Protamine is routinely used in the neutralization of heparin at the completion of CABG surgery. More than a million coronary revascularizations are performed each year in the United States. However, unlike previous years, only one-fourth of those cases are now CABGs and routinely expose patients to protamine. Since the advent of CABG surgery, there have been approximately 100 deaths reported in total with the use of protamine in these circumstances. It is largely in this setting that the adverse effects of protamine are also documented and studied.38,39,59,72 It is often difficult to separate the adverse effects caused by protamine from those of the protamine–heparin complex or those actually related to heparin. Adverse effects associated with protamine include both administration rate- and non–rate-related hypotension,18,24, 25, and 26,29,31,43,46,79,81 anaphylaxis,42,58 anaphylactoid reactions,45,65,67 bradycardia,1 thrombocytopenia,90 thrombogenicity,20 leukopenia, decreased oxygen consumption,87,89 acute respiratory distress syndrome (ARDS),7,83 pulmonary hypertension and pulmonary vasoconstriction,13,35 cardiovascular collapse,56,77 and dose dependent paradoxical anticoagulation with protamine excess.2,6,47,70,71
Mechanisms for these adverse effects are multifactorial. Some contribution may result from significant electropositivity of protamine. The protamine–heparin complex activates the arachidonic acid pathway, and the production of thromboxane A2 is at least partly responsible for some of the hemodynamic changes, including pulmonary hypertension.13,19,36,66,91 Pretreatment with indomethacin limits these effects.19,36,66,91 Free protamine or protamine complexed with heparin can convert l-arginine to nitric oxide (formerly called endothelium-derived relaxing factor), which in turn causes vasodilation and inhibits platelet aggregation and adhesion, potentially increasing bleeding risks.74 Methylene blue, via reduction in the amount and effect of nitric oxide, has been used with success to treat the vasoplegia secondary to a severe protamine reaction.
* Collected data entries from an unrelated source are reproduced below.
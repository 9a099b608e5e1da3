//! Materialised query results.

use std::collections::HashSet;
use std::ops::Index;

use crate::filter::Filter;
use crate::model::{MagnitudeMeasure, MeasureId};
use crate::store::EventSiblings;

/// An ordered, filterable view over magnitude measures.
#[derive(Debug, Clone, Default)]
pub struct MeasureCollection {
    measures: Vec<MagnitudeMeasure>,
    ids: HashSet<MeasureId>,
}

impl MeasureCollection {
    /// Wraps measures in a collection, keeping their order.
    pub fn new(measures: Vec<MagnitudeMeasure>) -> Self {
        let ids = measures.iter().map(MagnitudeMeasure::id).collect();
        Self { measures, ids }
    }

    /// Returns the number of measures.
    pub fn len(&self) -> usize {
        self.measures.len()
    }

    /// Returns `true` if the collection holds no measure.
    pub fn is_empty(&self) -> bool {
        self.measures.is_empty()
    }

    /// Returns the measure at `index`.
    pub fn get(&self, index: usize) -> Option<&MagnitudeMeasure> {
        self.measures.get(index)
    }

    /// Returns `true` if a measure with the same identity is in the collection.
    pub fn contains(&self, measure: &MagnitudeMeasure) -> bool {
        self.ids.contains(&measure.id())
    }

    /// Iterates over the measures in order.
    pub fn iter(&self) -> std::slice::Iter<'_, MagnitudeMeasure> {
        self.measures.iter()
    }

    /// Returns the measures as a slice.
    pub fn as_slice(&self) -> &[MagnitudeMeasure] {
        &self.measures
    }

    /// Narrows the collection to the measures matching `filter`.
    pub fn filter(&self, filter: &Filter) -> Self {
        Self::new(
            self.measures
                .iter()
                .filter(|m| filter.matches(m))
                .cloned()
                .collect(),
        )
    }

    /// Consumes the collection, returning the measures.
    pub fn into_vec(self) -> Vec<MagnitudeMeasure> {
        self.measures
    }
}

impl Index<usize> for MeasureCollection {
    type Output = MagnitudeMeasure;

    fn index(&self, index: usize) -> &Self::Output {
        &self.measures[index]
    }
}

impl<'a> IntoIterator for &'a MeasureCollection {
    type Item = &'a MagnitudeMeasure;
    type IntoIter = std::slice::Iter<'a, MagnitudeMeasure>;

    fn into_iter(self) -> Self::IntoIter {
        self.measures.iter()
    }
}

impl FromIterator<MagnitudeMeasure> for MeasureCollection {
    fn from_iter<T: IntoIterator<Item = MagnitudeMeasure>>(iter: T) -> Self {
        Self::new(iter.into_iter().collect())
    }
}

impl EventSiblings for MeasureCollection {
    fn siblings(&self, event_key: &str) -> Vec<&MagnitudeMeasure> {
        self.measures
            .iter()
            .filter(|m| m.event_key() == event_key)
            .collect()
    }
}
Protamine in excess of heparin can enter the myocardium and decrease cyclic adenosine monophosphate (cAMP), causing myocardial depression.13,80 Protamine and protamine–heparin complexes can activate the complement pathway and contribute to vasoactive events.13,75 Protamine stimulates mast cells in the human heart and skin to release histamine.13,60 Protamine administered in the absence of heparin, or in an amount exceeding that necessary for heparin neutralization, can act as an anticoagulant through several mechanisms. Protamine can impair ADP induced platelet aggregation, clot initiation, clot kinetics, and platelet function, resulting in weaker clot formation.44,47,87 Additionally, protamine reduces factor V activation by both thrombin and factor Xa, decreases factor VII6,70,71 activation by tissue factor, and enhances tissue-type plasminogen activator mediated fibrinolysis. A trial of patients undergoing CABG reported higher rates of microvascular bleeding and coagulation factor replacement in patients receiving excess protamine.52
Risk factors for protamine induced adverse reactions include prior exposure to protamine in insulin, exposure during previous surgery with protamine reversal, vasectomy, fish allergy, or a rapid of protamine infusion rate.56,75 A prospective study reported a 0.06% incidence of anaphylactic reactions to protamine in all patients undergoing CABG, but a 2% incidence in diabetics using neutral protamine Hagedorn (NPH) insulin.12 A recent systematic review of the literature revealed an anaphylaxis incidence of 1%, but the authors were cautious in interpreting the results because of study heterogeneity.72 The resultant elevation of histamine concentrations, the activation of complement, and elevated IgE, IgA, and IgG concentrations are also suggested as possible mechanisms for the adverse effects.54,82,93,94 Diabetic patients receiving daily subcutaneous injections of a protamine containing insulin (NPH) have a 40% to 50% increased risk of immune-mediated adverse reactions, including anaphylaxis.28,30,34,42,51,81
Occasionally, patients manifesting a protamine allergy are incorrectly presumed to have insulin allergy.50 In diabetic patients receiving protamine insulin injections, the presence of serum antiprotamine IgE antibody is a significant risk factor for acute protamine reactions. Only patients with previous exposure to protamine insulin injections had serum antiprotamine IgE antibodies. However, in the group without previous protamine insulin exposure, antiprotamine IgG antibody was noted as a risk factor for protamine reactions.94 Either naturally occurring cross-reacting antibodies, or perhaps previously unrecognized protamine exposure, was responsible for the generation of these IgG antibodies.